On November 30, 2007, we completed our acquisition of Vontu, Inc. (“Vontu”), a provider of Data Loss
Prevention (DLP) solutions that assists organizations in preventing the loss of confidential or proprietary infor-
mation, for approximately $298 million in cash, which amount was net of Vontu’s cash and cash equivalents
balance. On November 29, 2007, we borrowed $200 million under our five-year $1 billion senior unsecured
revolving credit facility to partially finance this acquisition.
In February 2008, we contributed $150 million in cash to our joint venture with Huawei Technologies Co., Ltd.

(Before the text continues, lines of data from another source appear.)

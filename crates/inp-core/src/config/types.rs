//! Schema file format
//!
//! A schema file is one YAML document with a version and three lists of
//! record definitions:
//!
//! ```yaml
//! version: "1.0"
//! entries:
//!   - name: substance
//!     attributes:
//!       - { name: zaid, kind: zaid }
//!       - { name: fraction, kind: real }
//! options:
//!   - name: cell
//!     mnemonic: cel
//!     attributes:
//!       - name: number
//!         kind: integer
//!         constraints: [{ range: { min: 1 } }]
//! cards:
//!   - name: material
//!     mnemonic: m
//!     suffix: { required: true }
//!     attributes:
//!       - name: substances
//!         kind: { repeated: { item: { entry: substance }, min: 1 } }
//!       - name: options
//!         kind: { options: { accepts: [nlib, gas] } }
//! ```
//!
//! Kinds are either a terminal name or a single-key map for a composite.

use anyhow::{anyhow, bail, Context, Result};
use serde::{Deserialize, Serialize};

use crate::combinators::{Arity, OptionSet};
use crate::kind::Kind;
use crate::schema::{
    AttributeSpec, Bound, CompareOp, Constraint, DesignatorSpec, RecordSchema, SuffixSpec,
    DEFAULT_SUFFIX_MAX,
};
use crate::terminals::Particle;

#[derive(Debug, Clone, Default, Serialize, Deserialize)]
pub struct SchemaFile {
    #[serde(default = "default_version")]
    pub version: String,
    #[serde(default)]
    pub entries: Vec<SchemaDef>,
    #[serde(default)]
    pub options: Vec<SchemaDef>,
    #[serde(default)]
    pub cards: Vec<SchemaDef>,
}

fn default_version() -> String {
    "1.0".to_string()
}

impl SchemaFile {
    pub fn len(&self) -> usize {
        self.entries.len() + self.options.len() + self.cards.len()
    }

    pub fn is_empty(&self) -> bool {
        self.len() == 0
    }

    /// Append another file's definitions after this one's.
    pub fn merge(&mut self, other: SchemaFile) {
        self.entries.extend(other.entries);
        self.options.extend(other.options);
        self.cards.extend(other.cards);
    }

    /// Convert to schemas: entries, then options, then cards, each in file order.
    pub fn into_schemas(self) -> Result<Vec<RecordSchema>> {
        let mut schemas = Vec::with_capacity(self.len());
        for def in self.entries {
            let name = def.name.clone();
            let schema = def
                .into_schema(RecordSchema::entry(name.as_str()))
                .with_context(|| format!("Invalid entry '{}'", name))?;
            schemas.push(schema);
        }
        for def in self.options {
            let name = def.name.clone();
            let base = RecordSchema::option(name.as_str(), &def.mnemonic);
            let schema = def
                .into_schema(base)
                .with_context(|| format!("Invalid option '{}'", name))?;
            schemas.push(schema);
        }
        for def in self.cards {
            let name = def.name.clone();
            let base = RecordSchema::card(name.as_str(), &def.mnemonic);
            let schema = def
                .into_schema(base)
                .with_context(|| format!("Invalid card '{}'", name))?;
            schemas.push(schema);
        }
        Ok(schemas)
    }
}

// ============================================================================
// Record definitions
// ============================================================================

#[derive(Debug, Clone, Serialize, Deserialize)]
pub struct SchemaDef {
    pub name: String,
    #[serde(default)]
    pub mnemonic: String,
    #[serde(default)]
    pub suffix: Option<SuffixDef>,
    #[serde(default)]
    pub designator: Option<DesignatorDef>,
    #[serde(default)]
    pub priority: i32,
    #[serde(default)]
    pub group: Option<String>,
    #[serde(default)]
    pub attributes: Vec<AttributeDef>,
}

impl SchemaDef {
    fn into_schema(self, base: RecordSchema) -> Result<RecordSchema> {
        let mut schema = base.with_priority(self.priority);
        if let Some(group) = self.group {
            schema = schema.in_group(group);
        }
        if let Some(suffix) = self.suffix {
            schema = schema.with_suffix(suffix.into_spec());
        }
        if let Some(designator) = self.designator {
            schema = schema.with_designator(designator.into_spec()?);
        }
        for attribute in self.attributes {
            let name = attribute.name.clone();
            let spec = attribute
                .into_spec()
                .with_context(|| format!("attribute '{}'", name))?;
            schema = schema.attribute(spec);
        }
        Ok(schema)
    }
}

#[derive(Debug, Clone, Serialize, Deserialize)]
pub struct SuffixDef {
    #[serde(default)]
    pub required: bool,
    #[serde(default = "default_suffix_min")]
    pub min: u64,
    #[serde(default = "default_suffix_max")]
    pub max: u64,
}

fn default_suffix_min() -> u64 {
    1
}

fn default_suffix_max() -> u64 {
    DEFAULT_SUFFIX_MAX
}

impl SuffixDef {
    fn into_spec(self) -> SuffixSpec {
        let spec = if self.required {
            SuffixSpec::required()
        } else {
            SuffixSpec::optional()
        };
        spec.range(self.min, self.max)
    }
}

#[derive(Debug, Clone, Serialize, Deserialize)]
pub struct DesignatorDef {
    #[serde(default)]
    pub required: bool,
    /// Particle symbols; omitted means every particle
    #[serde(default)]
    pub particles: Option<Vec<String>>,
}

impl DesignatorDef {
    fn into_spec(self) -> Result<DesignatorSpec> {
        let spec = if self.required {
            DesignatorSpec::required()
        } else {
            DesignatorSpec::optional()
        };
        match self.particles {
            Some(symbols) => {
                let particles = symbols
                    .iter()
                    .map(|symbol| particle(symbol))
                    .collect::<Result<Vec<_>>>()?;
                Ok(spec.allowing(particles))
            }
            None => Ok(spec),
        }
    }
}

fn particle(symbol: &str) -> Result<Particle> {
    let mut chars = symbol.trim().chars();
    match (chars.next(), chars.next()) {
        (Some(c), None) => {
            Particle::from_symbol(c).ok_or_else(|| anyhow!("Unknown particle symbol '{}'", symbol))
        }
        _ => Err(anyhow!("Particle symbol must be one character, got '{}'", symbol)),
    }
}

// ============================================================================
// Attributes and kinds
// ============================================================================

#[derive(Debug, Clone, Serialize, Deserialize)]
pub struct AttributeDef {
    pub name: String,
    pub kind: KindDef,
    #[serde(default)]
    pub optional: bool,
    #[serde(default)]
    pub constraints: Vec<ConstraintDef>,
}

impl AttributeDef {
    fn into_spec(self) -> Result<AttributeSpec> {
        let mut spec = AttributeSpec::new(self.name, self.kind.into_kind()?);
        if self.optional {
            spec = spec.optional();
        }
        for constraint in self.constraints {
            spec = spec.with(constraint.into_constraint()?);
        }
        Ok(spec)
    }
}

/// `integer`, or a single-key map such as `{ entry: substance }`.
#[derive(Debug, Clone, Serialize, Deserialize)]
#[serde(untagged)]
pub enum KindDef {
    Named(String),
    Composite(Box<CompositeDef>),
}

#[derive(Debug, Clone, Default, Serialize, Deserialize)]
#[serde(deny_unknown_fields)]
pub struct CompositeDef {
    #[serde(default, skip_serializing_if = "Option::is_none")]
    pub repeated: Option<RepeatedDef>,
    #[serde(default, skip_serializing_if = "Option::is_none")]
    pub choice: Option<Vec<KindDef>>,
    #[serde(default, skip_serializing_if = "Option::is_none")]
    pub entry: Option<String>,
    #[serde(default, skip_serializing_if = "Option::is_none")]
    pub options: Option<OptionsDef>,
}

#[derive(Debug, Clone, Serialize, Deserialize)]
pub struct RepeatedDef {
    pub item: KindDef,
    #[serde(default)]
    pub min: usize,
    #[serde(default)]
    pub max: Option<usize>,
}

#[derive(Debug, Clone, Default, Serialize, Deserialize)]
pub struct OptionsDef {
    /// Accepted option mnemonics; empty accepts every registered option
    #[serde(default)]
    pub accepts: Vec<String>,
}

impl KindDef {
    pub fn into_kind(self) -> Result<Kind> {
        match self {
            KindDef::Named(name) => match name.trim().to_ascii_lowercase().as_str() {
                "integer" | "int" => Ok(Kind::Integer),
                "real" | "float" => Ok(Kind::Real),
                "string" | "text" => Ok(Kind::Text),
                "designator" => Ok(Kind::Designator),
                "zaid" => Ok(Kind::Zaid),
                "jump" => Ok(Kind::Jump),
                "distribution" => Ok(Kind::Distribution),
                other => Err(anyhow!("Unknown kind '{}'", other)),
            },
            KindDef::Composite(def) => def.into_kind(),
        }
    }
}

impl CompositeDef {
    fn into_kind(self) -> Result<Kind> {
        let set = [
            self.repeated.is_some(),
            self.choice.is_some(),
            self.entry.is_some(),
            self.options.is_some(),
        ]
        .iter()
        .filter(|s| **s)
        .count();
        if set != 1 {
            bail!("A composite kind needs exactly one of repeated, choice, entry, options");
        }

        if let Some(repeated) = self.repeated {
            let arity = match repeated.max {
                Some(max) => Arity::between(repeated.min, max),
                None => Arity::at_least(repeated.min),
            };
            return Ok(Kind::repeated(repeated.item.into_kind()?, arity));
        }
        if let Some(alternatives) = self.choice {
            if alternatives.is_empty() {
                bail!("A choice needs at least one alternative");
            }
            let kinds = alternatives
                .into_iter()
                .map(KindDef::into_kind)
                .collect::<Result<Vec<_>>>()?;
            return Ok(Kind::choice(kinds));
        }
        if let Some(entry) = self.entry {
            return Ok(Kind::entry(entry));
        }
        let accepts = self.options.unwrap_or_default().accepts;
        Ok(Kind::options(OptionSet::of(accepts)))
    }
}

// ============================================================================
// Constraints
// ============================================================================

/// Exactly one of the fields is set, e.g. `{ range: { min: 0, max: 1 } }`.
#[derive(Debug, Clone, Default, Serialize, Deserialize)]
#[serde(deny_unknown_fields)]
pub struct ConstraintDef {
    #[serde(default, skip_serializing_if = "Option::is_none")]
    pub range: Option<RangeDef>,
    #[serde(default, skip_serializing_if = "Option::is_none")]
    pub one_of: Option<Vec<String>>,
    #[serde(default, skip_serializing_if = "Option::is_none")]
    pub members: Option<Vec<i64>>,
    #[serde(default, skip_serializing_if = "Option::is_none")]
    pub compare: Option<CompareDef>,
}

#[derive(Debug, Clone, Default, Serialize, Deserialize)]
pub struct RangeDef {
    #[serde(default)]
    pub min: Option<f64>,
    #[serde(default)]
    pub max: Option<f64>,
    #[serde(default)]
    pub min_exclusive: bool,
    #[serde(default)]
    pub max_exclusive: bool,
}

#[derive(Debug, Clone, Serialize, Deserialize)]
pub struct CompareDef {
    pub op: CompareOp,
    pub sibling: String,
}

impl ConstraintDef {
    fn into_constraint(self) -> Result<Constraint> {
        match (self.range, self.one_of, self.members, self.compare) {
            (Some(range), None, None, None) => {
                if range.min.is_none() && range.max.is_none() {
                    bail!("A range needs min, max or both");
                }
                let bound = |value: f64, exclusive: bool| {
                    if exclusive {
                        Bound::exclusive(value)
                    } else {
                        Bound::inclusive(value)
                    }
                };
                Ok(Constraint::Range {
                    min: range.min.map(|v| bound(v, range.min_exclusive)),
                    max: range.max.map(|v| bound(v, range.max_exclusive)),
                })
            }
            (None, Some(words), None, None) => Ok(Constraint::one_of(words)),
            (None, None, Some(values), None) => Ok(Constraint::members(values)),
            (None, None, None, Some(compare)) => Ok(Constraint::compare(compare.op, compare.sibling)),
            _ => Err(anyhow!(
                "A constraint needs exactly one of range, one_of, members, compare"
            )),
        }
    }
}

in exchange for a 49% interest in the joint venture. The joint venture will develop, manufacture, market and support
security and storage appliances to global telecommunications carriers and enterprise customers.
Our Operating Segments
Our operating segments are significant strategic business units that offer different products and services,
distinguished by customer needs. During the March 2008 quarter, we modified the segment reporting structure in
line with business operational changes associated with Enrique Salem’s promotion to Chief Operating Officer in
January 2008. The following changes have been made to our segment reporting structure: (1) the Security and Data
Management segment was renamed the Security and Compliance segment; (2) the Altiris segment, in its entirety,
has been moved into the Security and Compliance segment; (3) the Data Center Management segment was renamed
the Storage and Server Management segment; and (4) the Backup Exec products were moved from the Security and
Data Management segment to the Storage and Server Management segment. As a result of these changes, we now
operate in five operating segments: Security and Compliance, Storage and Server Management, Consumer
Products, Services, and Other. The new business structure more directly aligns the operating segments with
markets and customers, and we believe will establish more direct lines of reporting responsibilities, speed decision
making, and enhance the ability to pursue strategic growth opportunities. All financial information from periods
prior to these changes in reportable segments contained in this annual report has been recast, where appropriate, in
this annual report to reflect the revised segment reporting structure noted above.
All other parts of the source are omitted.